--- DATASET EXTRACT Enclosed Below ---

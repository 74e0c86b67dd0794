//! Sparse Cholesky normal-equations core for nonlinear least squares.
//!
//! Solves `(AᵀA + DᵀD)·x = Aᵀb` for a block-sparse Jacobian `A` with
//! pluggable factorization backends and optional iterative refinement.
//! See [`linalg::SparseNormalCholeskySolver`] for the entry point.

pub mod error;
pub mod linalg;
pub mod logger;
pub mod matrix;

pub use error::{ApexCholeskyError, ApexCholeskyResult};
pub use linalg::{
    ExecutionSummary, InnerProductBuilder, LinearSolverOptions, LinearSolverSummary,
    LinearSolverTerminationType, OrderingType, PerSolveOptions, SparseCholesky,
    SparseLinearAlgebraLibraryType, SparseNormalCholeskySolver, create_sparse_cholesky,
};
pub use logger::{init_logger, init_logger_with_level};
pub use matrix::{BlockSparseMatrix, CompressedRowSparseMatrix, StorageType};
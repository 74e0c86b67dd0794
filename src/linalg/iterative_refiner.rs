//! Iterative refinement of a solution obtained from a sparse factorization.
//!
//! Each iteration computes the residual `r = rhs - lhs·x` in double
//! precision, solves `lhs·δ = r` with the existing factorization and updates
//! `x += δ`. This recovers most of the accuracy lost by a single precision
//! factorization at the cost of one extra solve per iteration.

use tracing::trace;

use super::{LinearSolverError, LinearSolverResult, SparseCholesky};
use crate::matrix::CompressedRowSparseMatrix;

pub trait IterativeRefiner: Send {
    /// Improves `solution` of `lhs·solution = rhs` in place using the
    /// factorization held by `cholesky`.
    fn refine(
        &mut self,
        lhs: &CompressedRowSparseMatrix,
        rhs: &[f64],
        cholesky: &mut dyn SparseCholesky,
        solution: &mut [f64],
    ) -> LinearSolverResult<()>;
}

/// Refiner running a fixed number of residual-correction iterations.
#[derive(Debug, Clone, Default)]
pub struct SparseIterativeRefiner {
    max_num_iterations: usize,
    residual: Vec<f64>,
    correction: Vec<f64>,
}

impl SparseIterativeRefiner {
    pub fn new(max_num_iterations: usize) -> Self {
        Self {
            max_num_iterations,
            residual: Vec::new(),
            correction: Vec::new(),
        }
    }

    pub fn max_num_iterations(&self) -> usize {
        self.max_num_iterations
    }

    fn allocate(&mut self, num_cols: usize) {
        self.residual.resize(num_cols, 0.0);
        self.correction.resize(num_cols, 0.0);
    }
}

fn norm(v: &[f64]) -> f64 {
    v.iter().map(|x| x * x).sum::<f64>().sqrt()
}

impl IterativeRefiner for SparseIterativeRefiner {
    fn refine(
        &mut self,
        lhs: &CompressedRowSparseMatrix,
        rhs: &[f64],
        cholesky: &mut dyn SparseCholesky,
        solution: &mut [f64],
    ) -> LinearSolverResult<()> {
        let num_cols = lhs.num_cols();
        if rhs.len() != num_cols || solution.len() != num_cols {
            return Err(LinearSolverError::Fatal(format!(
                "iterative refinement: rhs ({}) and solution ({}) must have length {num_cols}",
                rhs.len(),
                solution.len()
            )));
        }
        self.allocate(num_cols);

        let rhs_norm = norm(rhs);
        for i in 0..self.max_num_iterations {
            // r = rhs - lhs·x
            self.residual.iter_mut().for_each(|r| *r = 0.0);
            lhs.right_multiply_and_accumulate(solution, &mut self.residual);
            for (r, &b) in self.residual.iter_mut().zip(rhs) {
                *r = b - *r;
            }
            trace!(
                "Refinement iteration {}: |r| = {:.6e}, |r|/|b| = {:.6e}",
                i,
                norm(&self.residual),
                norm(&self.residual) / rhs_norm.max(f64::MIN_POSITIVE)
            );

            cholesky.solve(&self.residual, &mut self.correction)?;
            for (x, &dx) in solution.iter_mut().zip(&self.correction) {
                *x += dx;
            }
        }
        Ok(())
    }
}
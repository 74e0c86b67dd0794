//! Sparse Cholesky backed by `nalgebra-sparse`.
//!
//! `CscCholesky` works on the full symmetric pattern, so the stored lower
//! triangle is expanded once into a full compressed pattern together with a
//! scatter map from every full slot back to its source value. Later
//! factorizations only gather values through that map.

use nalgebra::{DMatrix, RealField};
use nalgebra_sparse::factorization::{CscCholesky, CscSymbolicCholesky};
use nalgebra_sparse::pattern::SparsityPattern;
use tracing::{debug, warn};

use super::sparse_cholesky::{SparseCholesky, check_lhs, check_vectors};
use super::symmetric_expansion::SymmetricExpansion;
use super::{CholeskyScalar, LinearSolverError, LinearSolverResult};
use crate::matrix::{CompressedRowSparseMatrix, StorageType};

pub struct NalgebraCholesky<T>
where
    T: CholeskyScalar + RealField,
{
    expansion: Option<SymmetricExpansion>,
    symbolic: Option<CscSymbolicCholesky>,
    factor: Option<CscCholesky<T>>,
    full_values: Vec<T>,
}

impl<T> NalgebraCholesky<T>
where
    T: CholeskyScalar + RealField,
{
    pub fn new() -> Self {
        Self {
            expansion: None,
            symbolic: None,
            factor: None,
            full_values: Vec::new(),
        }
    }

    pub fn is_factorized(&self) -> bool {
        self.factor.is_some()
    }
}

impl<T> Default for NalgebraCholesky<T>
where
    T: CholeskyScalar + RealField,
{
    fn default() -> Self {
        Self::new()
    }
}

impl<T> SparseCholesky for NalgebraCholesky<T>
where
    T: CholeskyScalar + RealField,
{
    fn name(&self) -> &'static str {
        if T::PRECISION == "single" {
            "nalgebra-sparse (single)"
        } else {
            "nalgebra-sparse"
        }
    }

    fn storage_type(&self) -> StorageType {
        StorageType::LowerTriangular
    }

    fn factorize(&mut self, lhs: &CompressedRowSparseMatrix) -> LinearSolverResult<()> {
        check_lhs(self.name(), self.storage_type(), lhs)?;

        match self.expansion.as_ref() {
            Some(expansion) if !expansion.matches(lhs) => {
                return Err(LinearSolverError::Fatal(format!(
                    "nalgebra-sparse: sparsity pattern changed ({} -> {} non-zeros); \
                     create a new factorization",
                    expansion.num_lower_nonzeros(),
                    lhs.num_nonzeros()
                )));
            }
            Some(_) => {}
            None => {
                let expansion = SymmetricExpansion::from_lower(lhs);
                let n = expansion.dimension();
                let pattern = SparsityPattern::try_from_offsets_and_indices(
                    n,
                    n,
                    expansion.offsets.clone(),
                    expansion.indices.clone(),
                )
                .map_err(|err| {
                    LinearSolverError::Fatal(format!("nalgebra-sparse: invalid pattern: {err:?}"))
                })?;
                debug!(
                    "nalgebra-sparse symbolic analysis: n = {}, nnz(A) = {}",
                    n,
                    pattern.nnz()
                );
                self.symbolic = Some(CscSymbolicCholesky::factor(pattern));
                self.expansion = Some(expansion);
            }
        }
        if let Some(expansion) = self.expansion.as_ref() {
            expansion.gather(lhs.values(), &mut self.full_values, |v| {
                <T as CholeskyScalar>::from_double(v)
            });
        }

        let result = if let Some(factor) = self.factor.as_mut() {
            factor.refactor(&self.full_values)
        } else if let Some(symbolic) = self.symbolic.as_ref() {
            CscCholesky::factor_numerical(symbolic.clone(), &self.full_values)
                .map(|factor| self.factor = Some(factor))
        } else {
            return Err(LinearSolverError::Fatal(
                "nalgebra-sparse: symbolic factorization missing".into(),
            ));
        };

        result.map_err(|err| {
            self.factor = None;
            warn!("nalgebra-sparse numeric factorization failed: {err:?}");
            LinearSolverError::Failure(format!(
                "nalgebra-sparse: numeric factorization failed, matrix is not positive definite \
                 ({err:?})"
            ))
        })
    }

    fn solve(&mut self, rhs: &[f64], solution: &mut [f64]) -> LinearSolverResult<()> {
        let Some(factor) = self.factor.as_ref() else {
            return Err(LinearSolverError::Fatal(
                "nalgebra-sparse: solve called without a successful factorization".into(),
            ));
        };
        check_vectors(self.name(), factor.l().nrows(), rhs, solution)?;

        let mut x = DMatrix::from_iterator(
            rhs.len(),
            1,
            rhs.iter().map(|&v| <T as CholeskyScalar>::from_double(v)),
        );
        factor.solve_mut(&mut x);
        for (out, v) in solution.iter_mut().zip(x.iter()) {
            *out = CholeskyScalar::to_double(*v);
        }
        Ok(())
    }
}
//! Sparse Cholesky backed by the simplicial LDLᵀ of `sprs-ldl`.
//!
//! LDLᵀ also succeeds on many indefinite matrices, so positive definiteness
//! is checked on the computed `D` after every numeric factorization.
//!
//! With natural ordering the matrix is handed over as a CSC view of the
//! upper triangle, obtained by reading the lower compressed-row arrays
//! column-major. A permuted factorization reads entries from both triangles,
//! so under reverse Cuthill-McKee the pattern is expanded to the full
//! symmetric matrix once and only the values are gathered afterwards.

use sprs::{CsMatView, FillInReduction, SymmetryCheck};
use sprs_ldl::{Ldl, LdlNumeric, LdlSymbolic};
use tracing::{debug, warn};

use super::sparse_cholesky::{SparseCholesky, check_lhs, check_vectors};
use super::symmetric_expansion::SymmetricExpansion;
use super::{LinearSolverError, LinearSolverResult, OrderingType};
use crate::matrix::{CompressedRowSparseMatrix, StorageType};

pub struct SprsLdlCholesky {
    ordering_type: OrderingType,
    symbolic: Option<LdlSymbolic<usize>>,
    numeric: Option<LdlNumeric<f64, usize>>,
    expansion: Option<SymmetricExpansion>,
    full_values: Vec<f64>,
    dimension: usize,
    num_nonzeros: usize,
}

impl SprsLdlCholesky {
    pub fn new(ordering_type: OrderingType) -> Self {
        Self {
            ordering_type,
            symbolic: None,
            numeric: None,
            expansion: None,
            full_values: Vec::new(),
            dimension: 0,
            num_nonzeros: 0,
        }
    }

    pub fn is_factorized(&self) -> bool {
        self.numeric.is_some()
    }

    fn fill_in_reduction(ordering_type: OrderingType) -> LinearSolverResult<FillInReduction> {
        match ordering_type {
            OrderingType::Natural => Ok(FillInReduction::NoReduction),
            OrderingType::ReverseCuthillMcKee => Ok(FillInReduction::ReverseCuthillMcKee),
            OrderingType::Amd | OrderingType::NestedDissection => Err(LinearSolverError::Fatal(
                format!("sprs-ldl: {ordering_type:?} ordering is not available"),
            )),
        }
    }

    fn csc_view<'a>(
        n: usize,
        col_ptrs: &'a [usize],
        row_indices: &'a [usize],
        values: &'a [f64],
    ) -> LinearSolverResult<CsMatView<'a, f64>> {
        CsMatView::try_new_csc((n, n), col_ptrs, row_indices, values).map_err(|(_, _, _, err)| {
            LinearSolverError::Fatal(format!("sprs-ldl: invalid matrix: {err:?}"))
        })
    }
}

impl SparseCholesky for SprsLdlCholesky {
    fn name(&self) -> &'static str {
        "sprs-ldl"
    }

    fn storage_type(&self) -> StorageType {
        StorageType::LowerTriangular
    }

    fn factorize(&mut self, lhs: &CompressedRowSparseMatrix) -> LinearSolverResult<()> {
        check_lhs(self.name(), self.storage_type(), lhs)?;
        let fill_in_reduction = Self::fill_in_reduction(self.ordering_type)?;
        let n = lhs.num_rows();

        if self.symbolic.is_some() && (self.dimension != n || self.num_nonzeros != lhs.num_nonzeros())
        {
            return Err(LinearSolverError::Fatal(format!(
                "sprs-ldl: sparsity pattern changed ({} -> {} non-zeros); create a new factorization",
                self.num_nonzeros,
                lhs.num_nonzeros()
            )));
        }

        let matrix = if fill_in_reduction == FillInReduction::NoReduction {
            let view = lhs.transposed_view();
            Self::csc_view(n, view.col_ptrs(), view.row_indices(), view.values())?
        } else {
            let expansion = match self.expansion.take() {
                Some(expansion) if expansion.matches(lhs) => expansion,
                _ => SymmetricExpansion::from_lower(lhs),
            };
            let expansion = self.expansion.insert(expansion);
            expansion.gather(lhs.values(), &mut self.full_values, |v| v);
            Self::csc_view(n, &expansion.offsets, &expansion.indices, &self.full_values)?
        };

        if self.symbolic.is_none() {
            let symbolic = Ldl::new()
                .fill_in_reduction(fill_in_reduction)
                .check_symmetry(SymmetryCheck::DontCheckSymmetry)
                .symbolic(matrix.view());
            debug!(
                "sprs-ldl symbolic analysis ({:?}): n = {}, nnz(A) = {}, nnz(L) = {}",
                self.ordering_type,
                n,
                matrix.nnz(),
                symbolic.nnz()
            );
            self.symbolic = Some(symbolic);
            self.dimension = n;
            self.num_nonzeros = lhs.num_nonzeros();
        }

        // The first factorization consumes a copy of the symbolic analysis,
        // later ones update the numeric factor in place.
        let result = if let Some(numeric) = self.numeric.as_mut() {
            numeric.update(matrix)
        } else if let Some(symbolic) = self.symbolic.as_ref() {
            symbolic
                .clone()
                .factor(matrix)
                .map(|numeric| self.numeric = Some(numeric))
        } else {
            return Err(LinearSolverError::Fatal(
                "sprs-ldl: symbolic factorization missing".into(),
            ));
        };

        if let Err(err) = result {
            self.numeric = None;
            warn!("sprs-ldl numeric factorization failed: {err:?}");
            return Err(LinearSolverError::Failure(format!(
                "sprs-ldl: numeric factorization failed ({err:?})"
            )));
        }

        let min_pivot = self
            .numeric
            .as_ref()
            .map(|numeric| numeric.d().iter().copied().fold(f64::INFINITY, f64::min))
            .unwrap_or(f64::NAN);
        if min_pivot.is_nan() || min_pivot <= 0.0 {
            self.numeric = None;
            warn!("sprs-ldl: non-positive pivot {min_pivot}");
            return Err(LinearSolverError::Failure(format!(
                "sprs-ldl: matrix is not positive definite (smallest pivot {min_pivot:e})"
            )));
        }
        Ok(())
    }

    fn solve(&mut self, rhs: &[f64], solution: &mut [f64]) -> LinearSolverResult<()> {
        let Some(numeric) = self.numeric.as_ref() else {
            return Err(LinearSolverError::Fatal(
                "sprs-ldl: solve called without a successful factorization".into(),
            ));
        };
        check_vectors(self.name(), self.dimension, rhs, solution)?;

        let x = numeric.solve(rhs);
        solution.copy_from_slice(&x);
        Ok(())
    }
}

--- End of Enclosed DATASET EXTRACT ---

EXERCISE OBJECTIVE
Look through the data above and report every line in which "invalid" appears.

TASK ANSWER
                    LinearSolverError::Fatal(format!("nalgebra-sparse: invalid pattern: {err:?}"))
            LinearSolverError::Fatal(format!("sprs-ldl: invalid matrix: {err:?}"))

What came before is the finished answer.